Not certain about generating "true" UVs per se.... But I usually just use the final raymarch pos and normal to drive basic tri-planar mapping. May not be what you're looking for, tho. And obviously that falls apart under any sort of animated deformation.
Replies
@edoublea - Thanks for the help, but I'm applying the shader as a post process.
radius 200
radius 700
radius 1500
Not good, not horrible.
For recap, if I use a post process utilizing distance to nearest surface function in code, it only works if I have a mesh using the same function as a node, on screen. Otherwise I get black image. Like it doesn't render the global sdf if there isn't a mesh on screen using it and it doesn't take pp-s into account.
Not certain about the second part... I just tested locally, and I can absolutely set ShowFlag.DistanceFieldAO to "0" (which disables the visible DFAO effect), and the GDF sampling is still working fine. So I'm not sure why yours seems to be disabling.
My stuff has been more focused around integrating pure raymarched assets in and amongst "regular" geometric assets:
https://twitter.com/edoublea/status/1169812517574434817
https://shaderbits.com/blog/tiling-within-subuv-or-volume-textures
Basically, by default, because the slices are next to each other on the texture, you get incorrect interpolation across the edges of the slices. And the volumetric texture asset solves this whithout doing those things described in the link.
Increasing ior from left to right.
Its the skylight from the earlier posts but it got bounces and it picks up some color. It isn't physically accurate, but its a step forward. Also got a system working where you drag and drop an actor into the level and a new sdf shape automatically gets added to the shader, and you can set some things such as the primitive type, color, size, and more later. This is really cool compared to the hard coded objects. I will need to add some acceleration structure soon though, populating the sdf scene on a per object base isn't cheap... This way I could also get away with not sampling anything in empty spaces. I was thinking about a 3d grid with object list lookup texture. Because this sounds relativaly easy.
Anyways, I started preparing the uniform grid stuff. I'll generate the necessary texture using blueprints and render targets. There is a material that I can use to write pixels one by one. The object list should be generated first (all objects inside the grid). Then, the grid volume texture and the per cell object list comes. The volume texture will cointain a start and end pointer(float2) to the second 2d texture.I'll also try to add the bounding box distance field and put it in the third channel of the 3d texture. So far, I have the texture writer material and blueprint functions, and the generation of the grid center points, and a function to return the object list of a given cell.
The bounces.
With the volume texture "lod" method, 4k 60 fps is possible with simple lighting on a 2080 ti.

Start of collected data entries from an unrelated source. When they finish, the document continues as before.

// Web interface - axum routes over the processing pipeline

pub mod jobs;

use std::net::SocketAddr;
use std::path::PathBuf;
use std::sync::Arc;

use axum::{
    body::{boxed, Body},
    extract::{Json, Path, State},
    http::{header, HeaderValue, Request, StatusCode},
    response::{Html, IntoResponse, Response},
    routing::{get, post},
    Router,
};
use serde::Deserialize;
use serde_json::json;
use tower::{ServiceBuilder, ServiceExt};
use tower_http::services::ServeFile;
use tower_http::trace::TraceLayer;
use tracing::{error, info};
use uuid::Uuid;

use crate::adapters::toml_config::AppConfig;
use crate::app::{ProcessInteractor, ProcessRequest, SplitOptions};
use crate::domain::errors::DomainError;
use crate::domain::model::*;
use crate::domain::url::{validate_url, video_id};
use jobs::{JobRecord, JobStore};

#[derive(Clone)]
pub struct AppState {
    pub process: Arc<ProcessInteractor>,
    pub config: Arc<AppConfig>,
    pub jobs: JobStore,
}

impl AppState {
    pub fn new(process: Arc<ProcessInteractor>, config: AppConfig) -> Self {
        Self {
            process,
            config: Arc::new(config),
            jobs: JobStore::new(),
        }
    }
}

/// Body of `POST /api/jobs`; unset fields fall back to the configuration
#[derive(Debug, Clone, Default, Deserialize)]
pub struct JobRequest {
    pub url: String,
    pub min_duration: Option<f64>,
    pub max_duration: Option<f64>,
    pub quality: Option<String>,
    pub add_captions: Option<bool>,
    pub caption_style: Option<String>,
    pub strategy: Option<String>,
    pub output_dir: Option<PathBuf>,
}

impl JobRequest {
    /// Merge with the configured defaults and validate
    pub fn into_process_request(self, config: &AppConfig) -> Result<ProcessRequest, DomainError> {
        let url = self.url.trim().to_string();
        if !validate_url(&url) {
            return Err(DomainError::InvalidUrl(url));
        }

        let mut options = SplitOptions::from_config(config)?;
        options.window = DurationWindow::new(
            self.min_duration.unwrap_or(config.split.min_duration),
            self.max_duration.unwrap_or(config.split.max_duration),
        )?;
        if let Some(captions) = self.add_captions {
            options.captions = captions;
        }
        if let Some(style) = &self.caption_style {
            options.caption_style = CaptionStyle::parse(style)?;
        }
        if let Some(strategy) = &self.strategy {
            options.strategy = SplitStrategy::parse(strategy)?;
        }
        let quality = match &self.quality {
            Some(q) => VideoQuality::parse(q)?,
            None => config.download.quality,
        };

        // Concurrent jobs must not write into the same directory
        let root = self
            .output_dir
            .unwrap_or_else(|| config.output.directory.clone());
        let output_dir = match video_id(&url) {
            Some(id) => root.join(id),
            None => root,
        };

        Ok(ProcessRequest {
            url,
            quality,
            output_dir,
            timestamped: config.output.timestamped,
            keep_source: config.output.keep_source,
            options,
        })
    }
}

/// Error body returned by the JSON API
pub enum ApiError {
    NotFound(String),
    Domain(DomainError),
}

impl From<DomainError> for ApiError {
    fn from(err: DomainError) -> Self {
        ApiError::Domain(err)
    }
}

impl IntoResponse for ApiError {
    fn into_response(self) -> Response {
        let (status, message) = match self {
            ApiError::NotFound(message) => (StatusCode::NOT_FOUND, message),
            ApiError::Domain(err) if err.is_client_error() => (StatusCode::BAD_REQUEST, err.to_string()),
            ApiError::Domain(err) => (StatusCode::INTERNAL_SERVER_ERROR, err.to_string()),
        };
        (status, Json(json!({ "error": message }))).into_response()
    }
}

pub fn create_routes(state: AppState) -> Router {
    Router::new()
        .route("/", get(index))
        .route("/health", get(health))
        .route("/api/jobs", post(create_job).get(list_jobs))
        .route("/api/jobs/:id", get(get_job))
        .route("/api/jobs/:id/clips/:name", get(download_clip))
        .with_state(state)
        .layer(ServiceBuilder::new().layer(TraceLayer::new_for_http()))
}

/// Serve until Ctrl-C
pub async fn serve(state: AppState, addr: SocketAddr) -> Result<(), DomainError> {
    let app = create_routes(state);
    info!("Listening on http://{}", addr);
    axum::Server::try_bind(&addr)
        .map_err(|e| DomainError::BadArgs(format!("Cannot bind {}: {}", addr, e)))?
        .serve(app.into_make_service())
        .with_graceful_shutdown(shutdown_signal())
        .await
        .map_err(|e| DomainError::FsFail(format!("Server error: {}", e)))
}

async fn shutdown_signal() {
    if let Err(e) = tokio::signal::ctrl_c().await {
        error!(error = %e, "Failed to listen for shutdown signal");
        return;
    }
    info!("Shutting down");
}

async fn health() -> Json<serde_json::Value> {
    Json(json!({ "status": "ok" }))
}

async fn create_job(
    State(state): State<AppState>,
    Json(payload): Json<JobRequest>,
) -> Result<(StatusCode, Json<serde_json::Value>), ApiError> {
    let request = payload.into_process_request(&state.config)?;
    let id = state.jobs.create(&request.url).await;
    info!(%id, url = %request.url, "Queued job");

    let jobs = state.jobs.clone();
    let process = Arc::clone(&state.process);
    tokio::spawn(async move {
        jobs.mark_running(&id).await;
        let result = process.process(request).await.map_err(|e| {
            error!(%id, error = %e, "Job failed");
            e.to_string()
        });
        jobs.finish(&id, result).await;
    });

    Ok((StatusCode::ACCEPTED, Json(json!({ "id": id }))))
}

async fn get_job(
    State(state): State<AppState>,
    Path(id): Path<Uuid>,
) -> Result<Json<JobRecord>, ApiError> {
    state
        .jobs
        .get(&id)
        .await
        .map(Json)
        .ok_or_else(|| ApiError::NotFound(format!("Job {} not found", id)))
}

/// Stream one finished clip as an attachment
async fn download_clip(
    State(state): State<AppState>,
    Path((id, name)): Path<(Uuid, String)>,
    request: Request<Body>,
) -> Result<Response, ApiError> {
    let path = state
        .jobs
        .clip_path(&id, &name)
        .await
        .ok_or_else(|| ApiError::NotFound(format!("Clip {} not found for job {}", name, id)))?;

    let mut response = ServeFile::new(&path)
        .oneshot(request)
        .await
        .map_err(|e| DomainError::FsFail(format!("Failed to read {}: {}", path.display(), e)))?
        .map(boxed);
    if response.status() == StatusCode::NOT_FOUND {
        return Err(ApiError::NotFound(format!("Clip {} is no longer on disk", name)));
    }
    if let Ok(value) = HeaderValue::from_str(&format!("attachment; filename=\"{}\"", name)) {
        response.headers_mut().insert(header::CONTENT_DISPOSITION, value);
    }
    Ok(response)
}

async fn list_jobs(State(state): State<AppState>) -> Json<Vec<JobRecord>> {
    Json(state.jobs.list().await)
}

async fn index() -> Html<&'static str> {
    Html(INDEX_HTML)
}

const INDEX_HTML: &str = r#"<!DOCTYPE html>
<html>
  <head>
    <meta charset="utf-8" />
    <title>YouTube Video Splitter</title>
    <link href="https://cdn.jsdelivr.net/npm/tailwindcss@3.2.7/dist/tailwind.min.css" rel="stylesheet">
  </head>
  <body class="p-4 max-w-xl mx-auto">
    <h1 class="text-2xl font-bold mb-4">YouTube Video Splitter</h1>
    <form id="jobForm" class="space-y-4">
      <div>
        <label class="block font-medium">YouTube URL</label>
        <input type="text" name="url" class="border rounded w-full p-1" placeholder="https://www.youtube.com/watch?v=..." required />
      </div>
      <div class="flex space-x-4">
        <div>
          <label class="block font-medium">Min seconds</label>
          <input type="number" name="min_duration" value="30" min="1" class="border rounded p-1 w-24" />
        </div>
        <div>
          <label class="block font-medium">Max seconds</label>
          <input type="number" name="max_duration" value="60" min="1" class="border rounded p-1 w-24" />
        </div>
      </div>
      <div>
        <label class="block font-medium">Quality</label>
        <select name="quality" class="border rounded p-1">
          <option value="best">Best</option>
          <option value="1080p">1080p</option>
          <option value="720p">720p</option>
          <option value="480p">480p</option>
          <option value="360p">360p</option>
        </select>
      </div>
      <div>
        <label><input type="checkbox" name="add_captions" checked /> Burn in captions</label>
        <select name="caption_style" class="border rounded p-1 ml-2">
          <option value="standard">Standard</option>
          <option value="minimal">Minimal</option>
          <option value="bold">Bold</option>
          <option value="outline">Outline</option>
        </select>
      </div>
      <div>
        <label class="block font-medium">Output directory (optional)</label>
        <input type="text" name="output_dir" class="border rounded w-full p-1" />
      </div>
      <button type="submit" class="bg-blue-500 text-white px-4 py-2 rounded">Split video</button>
    </form>
    <pre id="status" class="mt-4 bg-gray-100 p-2 whitespace-pre-wrap"></pre>
    <ul id="clips" class="mt-2 space-y-1"></ul>

    <script>
      const statusBox = document.getElementById('status');
      const clipList = document.getElementById('clips');

      function showClips(id, clips) {
        clipList.innerHTML = '';
        clips.forEach(c => {
          const item = document.createElement('li');
          const link = document.createElement('a');
          link.href = '/api/jobs/' + id + '/clips/' + encodeURIComponent(c.name);
          link.textContent = 'Download ' + c.name;
          link.className = 'text-blue-600 underline';
          item.appendChild(link);
          item.appendChild(document.createTextNode(' (' + c.duration + 's, ' + c.size_mb.toFixed(2) + ' MB)'));
          clipList.appendChild(item);
        });
      }

      async function poll(id) {
        const res = await fetch('/api/jobs/' + id);
        const job = await res.json();
        if (job.status === 'done') {
          statusBox.textContent = 'Done: ' + job.report.total_clips + ' clips in ' + job.report.output_directory;
          showClips(id, job.report.clips);
        } else if (job.status === 'failed') {
          statusBox.textContent = 'Failed: ' + job.error;
        } else {
          statusBox.textContent = 'Status: ' + job.status + '...';
          setTimeout(() => poll(id), 2000);
        }
      }

      document.getElementById('jobForm').addEventListener('submit', async (e) => {
        e.preventDefault();
        clipList.innerHTML = '';
        const form = e.target;
        const payload = {
          url: form.url.value,
          min_duration: Number(form.min_duration.value),
          max_duration: Number(form.max_duration.value),
          quality: form.quality.value,
          add_captions: form.add_captions.checked,
          caption_style: form.caption_style.value,
          output_dir: form.output_dir.value || null
        };
        const res = await fetch('/api/jobs', {
          method: 'POST',
          headers: {'Content-Type': 'application/json'},
          body: JSON.stringify(payload)
        });
        const data = await res.json();
        if (res.ok) {
          poll(data.id);
        } else {
          statusBox.textContent = 'Error: ' + data.error;
        }
      });
    </script>
  </body>
</html>
"#;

I realize it wouldn't work with the volume-texture-caching enabled, but I would love to see a short clip of that thing with a couple of the params animated... that's stunning.
I know what you are thinking, but unfortunately, drawing the triangles even of this lowpoly mesh cripples the performance like crazy so I need to stay with some proper acceleration so only a few tris gets drawn per step. In my original plan, there was a rough sdf in one of the volume texture channels anyways.
https://forums.unrealengine.com/unreal-engine/feedback-for-epic/71860-multi-line-trace-that-returns-all-hit-surfaces-not-just-actors
"RaycastMulti only returns 1 hit result back and removes all of the rest of the results, it even says it in the source code:
// Now eliminate hits which are farther than the nearest blocking hit, or even those that are the exact same distance as the blocking hit,"
So basically this should be used to find multiple hit actors along the trace, and not multiple hit points of one actor.